Концептуальный подход к дадаизму представляет определенные сложности, поскольку номинальное определение оказывается в данном случае совершенно бесполезным: Дада является единственным художественным движением, название которого (выбранное, кстати, самими его участниками) не отсылает ни к какому содержанию4. Реальное определение также не приближает нас к цели: Дада – это прежде всего некий вакуум, способный принять в себя любое авангардное поведение. Можно сказать, что Дада представляет собой геометрическое пространство модерности, открытое любой инновации. Дада – своего рода «учредитель авангарда», у истоков которого, в свою очередь, стояли два человека: Гуго Балль и Тристан Тцара. Один задавал цели, другой определял строгость стиля – их встреча сделала возможной вызревание целой лаборатории творческих поисков, в которой с подачи Виктора Эггелинга и Ганса Рихтера и появилось на свет экспериментальное кино. Балль, наряду с Кандинским, был убежден в необходимости тотального синтеза всех искусств на основе поиска нового содержания. Основным предназначением цюрихского «Кабаре Вольтер» в глазах Балля были как раз эксперименты с такой взаимосочетаемостью всего и вся. Тцара же призывал к методологической строгости, воплощением которой стала его личная требовательность к себе, образцовая для дадаистской поведенческой стратегии. Дадаистский фильм конкретизирует эти неизменно подвижные искания, донося до нас их присутствие – благодаря ему мы можем рассмотреть эту атмосферу поиска не в отдалении, через фильтр истории, а в его активной, воинствующей современности.
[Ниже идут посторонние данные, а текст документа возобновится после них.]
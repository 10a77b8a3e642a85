//! Cross-platform application paths using the `dirs` crate.
//!
//! Config dir:
//!   Windows: %APPDATA%\speech-verify\
//!   macOS:   ~/Library/Application Support/speech-verify/
//!   Linux:   ~/.config/speech-verify/

use std::path::PathBuf;

/// Resolved application directory/file paths.
#[derive(Debug, Clone)]
pub struct AppPaths {
    /// Directory holding `settings.toml`.
    pub config_dir: PathBuf,
    /// Full path to `settings.toml`.
    pub settings_file: PathBuf,
}

impl AppPaths {
    const APP_NAME: &'static str = "speech-verify";

    /// Falls back to the current directory if the platform cannot provide a
    /// standard config path.
    pub fn new() -> Self {
        let config_dir = dirs::config_dir()
            .unwrap_or_else(|| PathBuf::from("."))
            .join(Self::APP_NAME);
        let settings_file = config_dir.join("settings.toml");

        Self {
            config_dir,
            settings_file,
        }
    }
}

impl Default for AppPaths {
    fn default() -> Self {
        Self::new()
    }
}

#[cfg(test)]
mod tests {
    use super::*;

    #[test]
    fn settings_file_lives_in_config_dir() {
        let paths = AppPaths::new();
        assert!(paths.config_dir.ends_with("speech-verify"));
        assert_eq!(paths.settings_file.parent(), Some(paths.config_dir.as_path()));
        assert!(paths
            .settings_file
            .file_name()
            .is_some_and(|n| n == "settings.toml"));
    }
}
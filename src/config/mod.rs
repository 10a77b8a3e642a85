//! Configuration module.
//!
//! Provides `AppConfig` (top-level settings), the per-subsystem configs,
//! `AppPaths` for the platform config directory, and TOML persistence via
//! `AppConfig::load` / `AppConfig::save_to`.

pub mod paths;
pub mod settings;

pub use paths::AppPaths;
pub use settings::{AppConfig, SttConfig, VerificationConfig};
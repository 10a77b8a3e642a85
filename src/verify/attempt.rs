//! Bounded-retry decision state machine.
//!
//! [`AttemptTracker`] classifies a single verification attempt.  It holds no
//! per-session state: the caller supplies the zero-based attempt index and
//! stores the next one between calls.
//!
//! ```text
//! Evaluating ──accuracy ≥ threshold──────────────────────▶ Accepted
//!            ──accuracy < threshold, index + 1 < max ─────▶ RetryAllowed
//!            ──accuracy < threshold, index + 1 ≥ max ─────▶ Exhausted
//! ```
//!
//! The threshold is checked first, so a good reading on the final allowed
//! attempt (or even past it) is still accepted.

use serde::Serialize;

// ---------------------------------------------------------------------------
// AttemptOutcome
// ---------------------------------------------------------------------------

/// Terminal classification of a single verification attempt.
#[derive(Debug, Clone, Copy, PartialEq, Eq, Hash, Serialize)]
#[serde(rename_all = "SCREAMING_SNAKE_CASE")]
pub enum AttemptOutcome {
    /// Accuracy met the threshold.
    Accepted,
    /// Accuracy fell short and the caller may try again.
    RetryAllowed,
    /// Accuracy fell short on the last allowed attempt.
    Exhausted,
}

impl AttemptOutcome {
    /// `true` when no further attempt should be made for this sentence.
    ///
    /// ```
    /// use speech_verify::verify::AttemptOutcome;
    ///
    /// assert!(AttemptOutcome::Accepted.is_terminal());
    /// assert!(!AttemptOutcome::RetryAllowed.is_terminal());
    /// assert!(AttemptOutcome::Exhausted.is_terminal());
    /// ```
    pub fn is_terminal(&self) -> bool {
        !matches!(self, AttemptOutcome::RetryAllowed)
    }

    pub fn label(&self) -> &'static str {
        match self {
            AttemptOutcome::Accepted => "Accepted",
            AttemptOutcome::RetryAllowed => "Retry allowed",
            AttemptOutcome::Exhausted => "Exhausted",
        }
    }

    /// Machine-readable failure code, `None` on success.
    pub fn error_code(&self) -> Option<&'static str> {
        match self {
            AttemptOutcome::Accepted => None,
            AttemptOutcome::RetryAllowed => Some("LOW_ACCURACY"),
            AttemptOutcome::Exhausted => Some("MAX_RETRY_EXCEEDED"),
        }
    }
}

// ---------------------------------------------------------------------------
// AttemptTracker
// ---------------------------------------------------------------------------

/// Classifies attempts against a fixed attempt budget and accuracy threshold.
#[derive(Debug, Clone, Copy, PartialEq)]
pub struct AttemptTracker {
    max_attempts: u32,
    accuracy_threshold: f64,
}

impl AttemptTracker {
    pub fn new(max_attempts: u32, accuracy_threshold: f64) -> Self {
        Self {
            max_attempts,
            accuracy_threshold,
        }
    }

    pub fn max_attempts(&self) -> u32 {
        self.max_attempts
    }

    pub fn accuracy_threshold(&self) -> f64 {
        self.accuracy_threshold
    }

    /// Classify an attempt with the given `accuracy` at zero-based
    /// `attempt_index`.
    pub fn classify(&self, accuracy: f64, attempt_index: u32) -> AttemptOutcome {
        if accuracy >= self.accuracy_threshold {
            return AttemptOutcome::Accepted;
        }
        // The count after this attempt has been charged.
        let charged = attempt_index.saturating_add(1);
        if charged < self.max_attempts {
            AttemptOutcome::RetryAllowed
        } else {
            AttemptOutcome::Exhausted
        }
    }

    /// Attempt index the caller should store for its next call.
    ///
    /// Unchanged after an accepted attempt, advanced by one otherwise.
    pub fn next_attempt_index(&self, outcome: AttemptOutcome, attempt_index: u32) -> u32 {
        match outcome {
            AttemptOutcome::Accepted => attempt_index,
            AttemptOutcome::RetryAllowed | AttemptOutcome::Exhausted => {
                attempt_index.saturating_add(1)
            }
        }
    }

    /// Attempts still available after the one at `attempt_index` is charged.
    pub fn remaining_attempts(&self, attempt_index: u32) -> u32 {
        self.max_attempts.saturating_sub(attempt_index.saturating_add(1))
    }
}

// ---------------------------------------------------------------------------
// Tests
// ---------------------------------------------------------------------------
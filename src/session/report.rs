//! Caller-facing report for one recognition attempt.
//!
//! [`RecognitionReport`] flattens a [`VerificationResult`] (or an STT
//! failure) into the flags a client needs to decide what to show next:
//! move on, ask for another try, or send the user home.

use serde::Serialize;

use crate::verify::{AttemptOutcome, AttemptTracker, VerificationResult};

/// Error code used when the STT backend itself failed.
pub const RECOGNITION_ERROR: &str = "RECOGNITION_ERROR";

/// Summary of one recognition attempt.
#[derive(Debug, Clone, PartialEq, Serialize)]
#[serde(rename_all = "camelCase")]
pub struct RecognitionReport {
    /// The reading was accepted.
    pub success: bool,
    /// The user may try the same sentence again.
    pub need_retry: bool,
    /// The attempt budget is spent; the client should leave the exercise.
    pub go_home: bool,
    /// Attempt index the caller should store for the next call.
    pub retry_count: u32,
    pub max_retry_reached: bool,
    /// Transcript returned by STT; `None` when STT failed.
    pub recognized_text: Option<String>,
    /// Accuracy in `[0, 1]`; `None` when STT failed.
    pub accuracy: Option<f64>,
    /// `LOW_ACCURACY`, `MAX_RETRY_EXCEEDED` or `RECOGNITION_ERROR`.
    pub error_code: Option<&'static str>,
    /// The accepted reading reached the sink.
    pub log_saved: bool,
    /// The sentence may be bookmarked (accepted readings only).
    pub can_bookmark: bool,
    /// Full verification detail when STT produced a transcript.
    pub verification: Option<VerificationResult>,
}

impl RecognitionReport {
    /// Report for a scored attempt.
    pub fn from_verification(
        tracker: &AttemptTracker,
        transcript: String,
        result: VerificationResult,
        log_saved: bool,
    ) -> Self {
        let outcome = result.outcome;
        let success = outcome == AttemptOutcome::Accepted;
        let exhausted = outcome == AttemptOutcome::Exhausted;

        Self {
            success,
            need_retry: outcome == AttemptOutcome::RetryAllowed,
            go_home: exhausted,
            retry_count: tracker.next_attempt_index(outcome, result.attempt_index),
            max_retry_reached: exhausted,
            recognized_text: Some(transcript),
            accuracy: Some(result.accuracy),
            error_code: outcome.error_code(),
            log_saved: success && log_saved,
            can_bookmark: success,
            verification: Some(result),
        }
    }

    /// Report for an attempt whose STT call failed.  The attempt is still
    /// charged against the budget.
    pub fn recognition_error(tracker: &AttemptTracker, attempt_index: u32) -> Self {
        let exhausted = tracker.remaining_attempts(attempt_index) == 0;

        Self {
            success: false,
            need_retry: !exhausted,
            go_home: exhausted,
            retry_count: attempt_index.saturating_add(1),
            max_retry_reached: exhausted,
            recognized_text: None,
            accuracy: None,
            error_code: Some(RECOGNITION_ERROR),
            log_saved: false,
            can_bookmark: false,
            verification: None,
        }
    }
}

// ---------------------------------------------------------------------------
// Tests
// ---------------------------------------------------------------------------
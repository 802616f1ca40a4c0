//! # PrivatBank Client
//!
//! A typed Rust client for the PrivatBank archive exchange rates API,
//! and the [`RateSource`] adapter the aggregator fetches through.

use rates_types::{DateKey, RateSource, RawRateDocument, SourceError};
use reqwest::Client;
use serde::de::DeserializeOwned;

/// Public API root.
pub const DEFAULT_BASE_URL: &str = "https://api.privatbank.ua/p24api";

/// Error type for client operations.
#[derive(Debug, thiserror::Error)]
pub enum ClientError {
    #[error("HTTP error: {0}")]
    Http(#[from] reqwest::Error),

    #[error("API error: {status} - {message}")]
    Api { status: u16, message: String },

    #[error("JSON error: {0}")]
    Json(#[from] serde_json::Error),
}

impl From<ClientError> for SourceError {
    fn from(err: ClientError) -> Self {
        match err {
            ClientError::Http(e) => SourceError::Transport(e.to_string()),
            ClientError::Api { status, message } => SourceError::Status { status, message },
            ClientError::Json(e) => SourceError::Decode(e.to_string()),
        }
    }
}

/// PrivatBank API client.
///
/// Holds one connection pool for its whole lifetime; every request made
/// through the same client value shares it.
pub struct PrivatBankClient {
    base_url: String,
    http: Client,
}

impl Default for PrivatBankClient {
    fn default() -> Self {
        Self::new(DEFAULT_BASE_URL)
    }
}

impl PrivatBankClient {
    /// Creates a new client.
    pub fn new(base_url: impl Into<String>) -> Self {
        Self {
            base_url: base_url.into().trim_end_matches('/').to_string(),
            http: Client::new(),
        }
    }

    pub fn base_url(&self) -> &str {
        &self.base_url
    }

    /// Gets the archived exchange rates for one date.
    pub async fn exchange_rates(&self, date: &DateKey) -> Result<RawRateDocument, ClientError> {
        self.get(&format!("/exchange_rates?json&date={}", date)).await
    }

    async fn get<T: DeserializeOwned>(&self, path: &str) -> Result<T, ClientError> {
        let url = format!("{}{}", self.base_url, path);
        tracing::debug!(%url, "GET");
        let resp = self.http.get(url).send().await?;
        self.handle_response(resp).await
    }

    async fn handle_response<T: DeserializeOwned>(
        &self,
        resp: reqwest::Response,
    ) -> Result<T, ClientError> {
        let status = resp.status();
        if status.is_success() {
            let body = resp.text().await?;
            Ok(serde_json::from_str(&body)?)
        } else {
            let body = resp.text().await.unwrap_or_default();
            Err(ClientError::Api {
                status: status.as_u16(),
                message: error_message(body),
            })
        }
    }
}

/// Pulls `error` or `message` out of a JSON error body, else returns the body.
fn error_message(body: String) -> String {
    serde_json::from_str::<serde_json::Value>(&body)
        .ok()
        .and_then(|v| {
            ["error", "message"]
                .iter()
                .find_map(|field| v.get(*field).and_then(|e| e.as_str()).map(String::from))
        })
        .unwrap_or(body)
}

#[async_trait::async_trait]
impl RateSource for PrivatBankClient {
    async fn fetch_rates(&self, date: &DateKey) -> Result<RawRateDocument, SourceError> {
        self.exchange_rates(date).await.map_err(Into::into)
    }
}

#[cfg(test)]
mod tests {
    use super::*;

    #[test]
    fn test_client_creation() {
        let client = PrivatBankClient::new("http://localhost:3000");
        assert_eq!(client.base_url(), "http://localhost:3000");
    }

    #[test]
    fn test_client_with_trailing_slash() {
        let client = PrivatBankClient::new("http://localhost:3000/");
        assert_eq!(client.base_url(), "http://localhost:3000");
    }

    #[test]
    fn test_default_targets_public_api() {
        assert_eq!(PrivatBankClient::default().base_url(), DEFAULT_BASE_URL);
    }

    #[test]
    fn test_error_message_from_json_body() {
        assert_eq!(
            error_message(r#"{"error": "date is in the future"}"#.to_string()),
            "date is in the future"
        );
        assert_eq!(
            error_message(r#"{"message": "rate limited"}"#.to_string()),
            "rate limited"
        );
    }

    #[test]
    fn test_error_message_falls_back_to_body() {
        assert_eq!(
            error_message("Bad Gateway".to_string()),
            "Bad Gateway"
        );
        assert_eq!(error_message(r#"{"code": 7}"#.to_string()), r#"{"code": 7}"#);
    }

    #[test]
    fn test_client_error_maps_to_source_error() {
        let api = ClientError::Api {
            status: 503,
            message: "maintenance".into(),
        };
        assert!(matches!(
            SourceError::from(api),
            SourceError::Status { status: 503, .. }
        ));

        let json = serde_json::from_str::<RawRateDocument>("{}").unwrap_err();
        assert!(matches!(
            SourceError::from(ClientError::Json(json)),
            SourceError::Decode(_)
        ));
    }

    #[tokio::test]
    async fn test_unreachable_host_is_transport_error() {
        let client = PrivatBankClient::new("http://127.0.0.1:1");
        let date: DateKey = "10.03.2024".parse().unwrap();

        let result = client.fetch_rates(&date).await;
        assert!(matches!(result, Err(SourceError::Transport(_))));
    }
}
Что же касается строгости Дада, то она определяется отказом от идеологии, введением в ткань искусства беспорядка и провокации – то есть смешением всех привычек и условностей; сомнением в действенности рациональных построений и логоса (декларировавшееся стремление разрушить «ящички мозга и полочки общественного устройства»), а также констатацией вырождения порядка дискурса как единственного инструмента поиска смысла; принятием логического вакуума как гарантии гиперболического характера этого сомнения; методологической дистанцией по отношению к критерию Прекрасного; и убежденностью в том, что неожиданный и неизведанный порядок может проявиться в освоении новых типов содержания. Это новое содержание требует создания нового языка, который был бы способен его выразить. И наконец, Дада – это стремление вернуть художественное творчество в центр жизненного пространства.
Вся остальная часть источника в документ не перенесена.